TASK: Copy each line of the records that contains the word "written".

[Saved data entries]
╭──

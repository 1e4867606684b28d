//! Sluggable listener - generates slugs and keeps them unique

use async_trait::async_trait;
use std::sync::Arc;
use tracing::debug;

use crate::config::BehaviorsConfig;
use crate::error::{BehaviorError, BehaviorResult};
use crate::events::{EventListener, LifecycleEventArgs, LoadClassMetadataEventArgs};
use crate::metadata::{FieldMapping, FieldType};
use crate::repository::SluggableRepository;
use crate::unit_of_work::{EntityHandle, UnitOfWork};

/// Maps the slug field and negotiates a unique slug on persist and update
///
/// A candidate is free when the store has no other record with it and no
/// other sluggable entity scheduled in the unit of work carries it. Taken
/// candidates get a numeric suffix: `hello`, `hello-1`, `hello-2`, ...
pub struct SluggableListener {
    repository: Arc<dyn SluggableRepository>,
    slug_field: String,
    separator: String,
    max_attempts: Option<u32>,
}

impl SluggableListener {
    pub fn new(config: &BehaviorsConfig, repository: Arc<dyn SluggableRepository>) -> Self {
        Self {
            repository,
            slug_field: config.slug_field.clone(),
            separator: config.slug_suffix_separator.clone(),
            max_attempts: config.max_slug_attempts,
        }
    }

    async fn process(&self, args: &mut LifecycleEventArgs<'_>) -> BehaviorResult<()> {
        let (base, id) = {
            let entity = args.entity_mut()?;
            let Some(sluggable) = entity.as_sluggable_mut() else {
                return Ok(());
            };

            sluggable.generate_slug()?;
            if !sluggable.should_generate_unique_slugs() {
                return Ok(());
            }
            (sluggable.slug().unwrap_or_default().to_string(), sluggable.id())
        };

        let metadata = args.class_metadata()?;
        let handle = args.handle();
        let mut candidate = base.clone();
        let mut probes: u32 = 1;

        loop {
            if self
                .repository
                .is_slug_unique_for(&metadata, id, &candidate)
                .await?
                && is_slug_unique_in_unit_of_work(args.unit_of_work(), handle, &candidate)
            {
                break;
            }

            if let Some(max) = self.max_attempts {
                if probes >= max {
                    return Err(BehaviorError::SlugExhausted {
                        slug: base,
                        attempts: probes,
                    });
                }
            }

            candidate = format!("{}{}{}", base, self.separator, probes);
            probes += 1;
        }

        if candidate != base {
            debug!("Slug '{}' taken, using '{}' for entity {}", base, candidate, handle);
        }

        if let Some(sluggable) = args.entity_mut()?.as_sluggable_mut() {
            sluggable.set_slug(candidate);
        }
        Ok(())
    }
}

/// No other scheduled sluggable entity carries `slug`
fn is_slug_unique_in_unit_of_work(
    unit_of_work: &UnitOfWork,
    own: EntityHandle,
    slug: &str,
) -> bool {
    unit_of_work
        .scheduled_entities()
        .filter(|handle| *handle != own)
        .filter_map(|handle| unit_of_work.entity(handle).ok())
        .filter_map(|entity| entity.as_sluggable())
        .all(|other| other.slug() != Some(slug))
}

#[async_trait]
impl EventListener for SluggableListener {
    async fn load_class_metadata(
        &self,
        args: &mut LoadClassMetadataEventArgs<'_>,
    ) -> BehaviorResult<()> {
        if !args.class_metadata().capabilities().sluggable {
            return Ok(());
        }

        let metadata = args.class_metadata_mut();
        metadata.set_slug_field(&self.slug_field);
        if !metadata.has_field(&self.slug_field) {
            metadata.map_field(FieldMapping::new(&self.slug_field, FieldType::String).nullable());
        }
        Ok(())
    }

    async fn pre_persist(&self, args: &mut LifecycleEventArgs<'_>) -> BehaviorResult<()> {
        self.process(args).await
    }

    async fn pre_update(&self, args: &mut LifecycleEventArgs<'_>) -> BehaviorResult<()> {
        self.process(args).await
    }
}
//! Entity manager - persist, remove, find and flush through the listeners
//!
//! The manager owns the unit of work, the class metadata cache and the
//! listeners, and writes to an `EntityStore`. A flush runs in one store
//! transaction:
//!
//! 1. change sets of pending insertions and managed entities are computed
//! 2. `on_flush` is dispatched
//! 3. insertions are written, each followed by `post_persist`
//! 4. updates run `pre_update`, are recomputed, written, then `post_update`
//! 5. extra updates scheduled by listeners are written
//! 6. deletions are written, each followed by `post_remove`
//!
//! Any error rolls the store transaction back and is returned unchanged.

use std::sync::Arc;
use tracing::{debug, info, warn};

use crate::config::BehaviorsConfig;
use crate::entity::{Entity, EntityClass, EntityId, Fields};
use crate::error::{BehaviorError, BehaviorResult};
use crate::events::{EventListener, EventManager, Events};
use crate::filter::FilterQuery;
use crate::listeners::{LoggableListener, SluggableListener, SoftDeletableListener};
use crate::metadata::{Capabilities, ClassMetadata, MetadataFactory};
use crate::repository::DefaultSluggableRepository;
use crate::store::EntityStore;
use crate::unit_of_work::{EntityHandle, EntityState, UnitOfWork};

pub struct EntityManager {
    store: Arc<dyn EntityStore>,
    events: EventManager,
    metadata: MetadataFactory,
    unit_of_work: UnitOfWork,
}

impl EntityManager {
    /// Manager without any listener
    pub fn new(store: Arc<dyn EntityStore>) -> Self {
        Self {
            store,
            events: EventManager::new(),
            metadata: MetadataFactory::new(),
            unit_of_work: UnitOfWork::new(),
        }
    }

    /// Manager with the sluggable, soft-deletable and loggable listeners
    pub fn with_behaviors(
        store: Arc<dyn EntityStore>,
        config: &BehaviorsConfig,
    ) -> BehaviorResult<Self> {
        config.validate()?;

        let repository = Arc::new(DefaultSluggableRepository::new(
            Arc::clone(&store),
            &config.slug_field,
        ));

        let manager = Self::new(store)
            .with_listener(Arc::new(SluggableListener::new(config, repository)))
            .with_listener(Arc::new(SoftDeletableListener::new(config)))
            .with_listener(Arc::new(LoggableListener::new(config)?));
        Ok(manager)
    }

    pub fn with_listener(mut self, listener: Arc<dyn EventListener>) -> Self {
        self.events.add_listener(listener);
        self
    }

    pub fn add_listener(&mut self, listener: Arc<dyn EventListener>) {
        self.events.add_listener(listener);
    }

    pub fn event_manager(&self) -> &EventManager {
        &self.events
    }

    pub fn store(&self) -> &Arc<dyn EntityStore> {
        &self.store
    }

    pub fn unit_of_work(&self) -> &UnitOfWork {
        &self.unit_of_work
    }

    pub fn unit_of_work_mut(&mut self) -> &mut UnitOfWork {
        &mut self.unit_of_work
    }

    /// Loaded metadata of a class, if registered
    pub fn class_metadata(&self, class_name: &str) -> BehaviorResult<Arc<ClassMetadata>> {
        self.metadata
            .get(class_name)
            .ok_or_else(|| BehaviorError::UnknownEntity(class_name.to_string()))
    }

    /// Load the metadata of `T`, letting every listener map its fields
    pub async fn register<T: EntityClass>(&mut self) -> BehaviorResult<Arc<ClassMetadata>> {
        if let Some(metadata) = self.metadata.get(T::CLASS_NAME) {
            return Ok(metadata);
        }

        let mut metadata = ClassMetadata::for_class::<T>();
        self.events.dispatch_load_class_metadata(&mut metadata).await?;
        info!(
            "Registered entity class {} ({} mapped fields)",
            metadata.name(),
            metadata.fields().len()
        );
        Ok(self.metadata.insert(metadata))
    }

    /// Track a new entity; it is inserted on the next flush
    pub async fn persist<T: EntityClass>(&mut self, entity: T) -> BehaviorResult<EntityHandle> {
        let metadata = self.register::<T>().await?;

        let offered = Capabilities::offered_by(&entity);
        if offered != metadata.capabilities() {
            warn!(
                "{} declares {:?} but its entities offer {:?}; behaviors only map declared capabilities",
                metadata.name(),
                metadata.capabilities(),
                offered
            );
        }

        let handle = self
            .unit_of_work
            .schedule_for_insert(Box::new(entity), metadata);

        if let Err(e) = self
            .events
            .dispatch_lifecycle(Events::PrePersist, handle, &mut self.unit_of_work)
            .await
        {
            self.unit_of_work.schedule_for_delete(handle)?;
            return Err(e);
        }
        Ok(handle)
    }

    /// Persist an already tracked entity again, cancelling a scheduled deletion
    pub async fn persist_handle(&mut self, handle: EntityHandle) -> BehaviorResult<()> {
        let was_scheduled = self.unit_of_work.is_scheduled_for_insert(handle);
        self.unit_of_work.persist(handle)?;

        if !was_scheduled && self.unit_of_work.is_scheduled_for_insert(handle) {
            self.events
                .dispatch_lifecycle(Events::PrePersist, handle, &mut self.unit_of_work)
                .await?;
        }
        Ok(())
    }

    /// Schedule a managed entity for deletion
    ///
    /// A pending insertion is unscheduled instead and no event is raised.
    pub async fn remove(&mut self, handle: EntityHandle) -> BehaviorResult<()> {
        if self.unit_of_work.state(handle)? == EntityState::Managed {
            self.events
                .dispatch_lifecycle(Events::PreRemove, handle, &mut self.unit_of_work)
                .await?;
        }
        self.unit_of_work.schedule_for_delete(handle)
    }

    /// Look an entity up by identifier, from the identity map or the store
    pub async fn find<T: EntityClass>(&mut self, id: EntityId) -> BehaviorResult<Option<EntityHandle>> {
        let metadata = self.register::<T>().await?;
        if let Some(handle) = self.unit_of_work.try_get_by_id(metadata.name(), id) {
            return Ok(Some(handle));
        }

        match self.store.find(&metadata, id).await? {
            Some(row) => {
                let entity = Self::hydrate::<T>(&metadata, &row)?;
                Ok(Some(self.unit_of_work.register_managed(entity, metadata)?))
            }
            None => Ok(None),
        }
    }

    /// Entities of `T` matching the query, ordered by identifier
    pub async fn filter<T: EntityClass>(
        &mut self,
        query: &FilterQuery,
    ) -> BehaviorResult<Vec<EntityHandle>> {
        let metadata = self.register::<T>().await?;
        let rows = self.store.select(&metadata, query).await?;

        let mut handles = Vec::with_capacity(rows.len());
        for row in rows {
            let entity = Self::hydrate::<T>(&metadata, &row)?;
            let handle = self
                .unit_of_work
                .register_managed(entity, Arc::clone(&metadata))?;
            handles.push(handle);
        }
        Ok(handles)
    }

    pub async fn count<T: EntityClass>(&mut self, query: &FilterQuery) -> BehaviorResult<u64> {
        let metadata = self.register::<T>().await?;
        self.store.count(&metadata, query).await
    }

    pub fn get<T: EntityClass>(&self, handle: EntityHandle) -> BehaviorResult<&T> {
        self.unit_of_work
            .entity(handle)?
            .downcast_ref::<T>()
            .ok_or_else(|| BehaviorError::UnknownEntity(T::CLASS_NAME.to_string()))
    }

    pub fn get_mut<T: EntityClass>(&mut self, handle: EntityHandle) -> BehaviorResult<&mut T> {
        self.unit_of_work
            .entity_mut(handle)?
            .downcast_mut::<T>()
            .ok_or_else(|| BehaviorError::UnknownEntity(T::CLASS_NAME.to_string()))
    }

    /// Forget every tracked entity; needed after a failed flush
    pub fn clear(&mut self) {
        self.unit_of_work = UnitOfWork::new();
    }

    /// Write every pending change in one store transaction
    pub async fn flush(&mut self) -> BehaviorResult<()> {
        self.unit_of_work.compute_change_sets()?;
        self.events.dispatch_on_flush(&mut self.unit_of_work).await?;

        if !self.unit_of_work.has_pending_work() {
            debug!("Nothing to flush");
            return Ok(());
        }

        self.store.begin().await?;
        match self.write_pending().await {
            Ok(()) => {
                self.store.commit().await?;
                self.unit_of_work.commit_cleanup();
                debug!("Flush committed");
                Ok(())
            }
            Err(e) => {
                warn!("Flush failed, rolling back: {}", e);
                if let Err(rollback_error) = self.store.rollback().await {
                    warn!("Rollback failed: {}", rollback_error);
                }
                Err(e)
            }
        }
    }

    async fn write_pending(&mut self) -> BehaviorResult<()> {
        let insertions = self.unit_of_work.scheduled_entity_insertions().to_vec();
        for handle in insertions {
            let metadata = self.unit_of_work.metadata(handle)?;
            let values = metadata.entity_values(self.unit_of_work.entity(handle)?);
            let id = self.store.insert(&metadata, &values).await?;
            self.unit_of_work.mark_inserted(handle, id)?;
            debug!("Inserted {} {} as {}", metadata.name(), handle, id);

            self.events
                .dispatch_lifecycle(Events::PostPersist, handle, &mut self.unit_of_work)
                .await?;
        }

        let updates = self.unit_of_work.scheduled_entity_updates().to_vec();
        for handle in updates {
            self.events
                .dispatch_lifecycle(Events::PreUpdate, handle, &mut self.unit_of_work)
                .await?;
            self.unit_of_work.compute_change_set(handle)?;

            let (metadata, id) = self.identify(handle)?;
            let values = metadata.mapped_values(&self.unit_of_work.entity_change_set(handle).new_values());
            if !values.is_empty() {
                self.store.update(&metadata, id, &values).await?;
                debug!("Updated {} #{} ({} fields)", metadata.name(), id, values.len());
            }

            self.events
                .dispatch_lifecycle(Events::PostUpdate, handle, &mut self.unit_of_work)
                .await?;
        }

        let extra_updates = self.unit_of_work.extra_updates().to_vec();
        for (handle, changes) in extra_updates {
            let (metadata, id) = self.identify(handle)?;
            let values = metadata.mapped_values(&changes.new_values());
            if !values.is_empty() {
                self.store.update(&metadata, id, &values).await?;
            }
        }

        let deletions = self.unit_of_work.scheduled_entity_deletions().to_vec();
        for handle in deletions {
            let (metadata, id) = self.identify(handle)?;
            self.store.delete(&metadata, id).await?;
            self.unit_of_work.mark_deleted(handle)?;
            debug!("Deleted {} #{}", metadata.name(), id);

            self.events
                .dispatch_lifecycle(Events::PostRemove, handle, &mut self.unit_of_work)
                .await?;
        }
        Ok(())
    }

    fn hydrate<T: EntityClass>(
        metadata: &ClassMetadata,
        row: &Fields,
    ) -> BehaviorResult<Box<dyn Entity>> {
        let mut entity: Box<dyn Entity> = Box::new(T::from_fields(row)?);
        metadata.hydrate_behaviors(entity.as_mut(), row)?;
        Ok(entity)
    }

    fn identify(&self, handle: EntityHandle) -> BehaviorResult<(Arc<ClassMetadata>, EntityId)> {
        let metadata = self.unit_of_work.metadata(handle)?;
        let id = self.unit_of_work.entity(handle)?.id().ok_or_else(|| {
            BehaviorError::store(format!("{} {} has no identifier", metadata.name(), handle))
        })?;
        Ok((metadata, id))
    }
}

impl std::fmt::Debug for EntityManager {
    fn fmt(&self, f: &mut std::fmt::Formatter<'_>) -> std::fmt::Result {
        f.debug_struct("EntityManager")
            .field("events", &self.events)
            .field("metadata", &self.metadata.len())
            .field("unit_of_work", &self.unit_of_work)
            .finish()
    }
}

╰──

EXERCISE ANSWER:
//! 3. insertions are written, each followed by `post_persist`
//! 4. updates run `pre_update`, are recomputed, written, then `post_update`
//! 5. extra updates scheduled by listeners are written
//! 6. deletions are written, each followed by `post_remove`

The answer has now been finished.